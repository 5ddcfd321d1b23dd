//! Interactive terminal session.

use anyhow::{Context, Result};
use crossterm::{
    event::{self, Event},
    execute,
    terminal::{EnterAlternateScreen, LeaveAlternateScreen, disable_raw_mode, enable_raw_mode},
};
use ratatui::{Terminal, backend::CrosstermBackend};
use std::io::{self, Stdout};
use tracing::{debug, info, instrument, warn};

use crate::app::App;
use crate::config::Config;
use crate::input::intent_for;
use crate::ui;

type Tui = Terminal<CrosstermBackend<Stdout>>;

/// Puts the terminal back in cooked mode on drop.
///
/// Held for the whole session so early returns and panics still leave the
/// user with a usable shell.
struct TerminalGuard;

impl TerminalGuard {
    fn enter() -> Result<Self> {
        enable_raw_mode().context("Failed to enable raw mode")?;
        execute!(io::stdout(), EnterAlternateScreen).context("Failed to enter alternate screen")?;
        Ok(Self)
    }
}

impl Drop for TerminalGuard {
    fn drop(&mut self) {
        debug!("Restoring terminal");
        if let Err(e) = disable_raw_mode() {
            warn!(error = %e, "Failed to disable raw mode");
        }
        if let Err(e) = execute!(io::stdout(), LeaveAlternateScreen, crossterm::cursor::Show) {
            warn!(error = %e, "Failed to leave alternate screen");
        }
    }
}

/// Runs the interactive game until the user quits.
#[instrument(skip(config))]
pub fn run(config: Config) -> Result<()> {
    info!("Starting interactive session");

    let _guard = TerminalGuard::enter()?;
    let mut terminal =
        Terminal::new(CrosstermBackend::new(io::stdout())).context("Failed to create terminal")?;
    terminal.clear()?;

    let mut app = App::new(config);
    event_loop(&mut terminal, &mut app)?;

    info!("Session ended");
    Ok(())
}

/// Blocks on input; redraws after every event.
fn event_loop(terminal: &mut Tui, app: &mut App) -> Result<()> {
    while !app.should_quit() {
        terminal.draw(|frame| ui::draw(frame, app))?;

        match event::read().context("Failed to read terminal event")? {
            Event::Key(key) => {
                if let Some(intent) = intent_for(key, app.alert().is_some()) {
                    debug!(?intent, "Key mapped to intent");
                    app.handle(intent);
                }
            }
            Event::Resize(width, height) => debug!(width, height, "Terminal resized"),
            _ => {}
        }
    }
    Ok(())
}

* _AIM OF THE TASK_:
Using the material above, transcribe exactly the lines from the line with "impl Drop for" to the line with "fn event_loop(terminal: &mut"; both count, and nothing else goes in.

* _ANSWER BOX_:
impl Drop for TerminalGuard {
    fn drop(&mut self) {
        debug!("Restoring terminal");
        if let Err(e) = disable_raw_mode() {
            warn!(error = %e, "Failed to disable raw mode");
        }
        if let Err(e) = execute!(io::stdout(), LeaveAlternateScreen, crossterm::cursor::Show) {
            warn!(error = %e, "Failed to leave alternate screen");
        }
    }
}

/// Runs the interactive game until the user quits.
#[instrument(skip(config))]
pub fn run(config: Config) -> Result<()> {
    info!("Starting interactive session");

    let _guard = TerminalGuard::enter()?;
    let mut terminal =
        Terminal::new(CrosstermBackend::new(io::stdout())).context("Failed to create terminal")?;
    terminal.clear()?;

    let mut app = App::new(config);
    event_loop(&mut terminal, &mut app)?;

    info!("Session ended");
    Ok(())
}

/// Blocks on input; redraws after every event.
fn event_loop(terminal: &mut Tui, app: &mut App) -> Result<()> {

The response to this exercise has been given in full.